ACTIVITY => Copy each line that includes the string "filename" from the material into your answer.

====== MATERIAL FOR THIS EXERCISE ======

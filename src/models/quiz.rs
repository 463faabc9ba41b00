use serde::{Deserialize, Serialize};

#[derive(Clone, Debug, PartialEq, Eq, Deserialize, Serialize)]
pub struct Quiz {
    pub id: i32,
    pub title: String,
    pub description: String,
    pub questions: Vec<Question>,
}

/// Catalog listing entry: quiz metadata without question content.
#[derive(Clone, Debug, PartialEq, Eq, Deserialize, Serialize, sqlx::FromRow)]
pub struct QuizSummary {
    pub id: i32,
    pub title: String,
    pub description: String,
}

/// A single multiple-choice question. `correct_index` points into `options`
/// and is serialized as `correct`, so the full quiz payload exposes the
/// answer key to any authenticated client. Kept for API compatibility.
#[derive(Clone, Debug, PartialEq, Eq, Deserialize, Serialize, sqlx::FromRow)]
pub struct Question {
    pub id: i32,
    #[serde(rename = "question")]
    #[sqlx(rename = "question")]
    pub text: String,
    pub options: Vec<String>,
    #[serde(rename = "correct")]
    #[sqlx(rename = "correct_answer")]
    pub correct_index: i32,
}

impl Quiz {
    pub fn summary(&self) -> QuizSummary {
        QuizSummary {
            id: self.id,
            title: self.title.clone(),
            description: self.description.clone(),
        }
    }
}
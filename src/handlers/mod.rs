use actix_web::{get, web, HttpResponse};

use crate::{app_state::AppState, auth::AuthMiddleware};

pub mod auth_handler;
pub mod leaderboard_handler;
pub mod quiz_handler;

pub use auth_handler::{login, register};
pub use leaderboard_handler::get_leaderboard;
pub use quiz_handler::{get_quiz, list_quizzes, submit_quiz};

#[get("/health")]
async fn health_check(state: web::Data<AppState>) -> HttpResponse {
    HttpResponse::Ok().json(serde_json::json!({
        "status": "healthy",
        "version": env!("CARGO_PKG_VERSION"),
        "backend": state.storage.backend_name(),
    }))
}

/// Route table shared by `main` and the integration tests. Auth routes are
/// open; everything under the guarded `/api` scope requires a bearer token.
pub fn configure(cfg: &mut web::ServiceConfig) {
    cfg.service(health_check)
        .service(auth_handler::register)
        .service(auth_handler::login)
        .service(
            web::scope("/api")
                .wrap(AuthMiddleware)
                .service(quiz_handler::list_quizzes)
                .service(quiz_handler::get_quiz)
                .service(quiz_handler::submit_quiz)
                .service(leaderboard_handler::get_leaderboard),
        );
}
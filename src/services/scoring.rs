use crate::models::Question;

/// Grades a submission against a question list. Answers align with questions
/// by position, never by question id. An absent entry (shorter answer array
/// or an explicit null) and an index that matches no option simply score
/// zero for that position; this is a deliberate contract, not tolerance of
/// out-of-bounds access.
///
/// Grading is a pure function of the question list and the answer array.
pub fn grade(questions: &[Question], answers: &[Option<i32>]) -> i32 {
    questions
        .iter()
        .enumerate()
        .filter(|(i, question)| answers.get(*i).copied().flatten() == Some(question.correct_index))
        .count() as i32
}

======

PROBLEM SOLUTION =>
filename src/models/quiz.rs
filename src/handlers/mod.rs
filename src/services/scoring.rs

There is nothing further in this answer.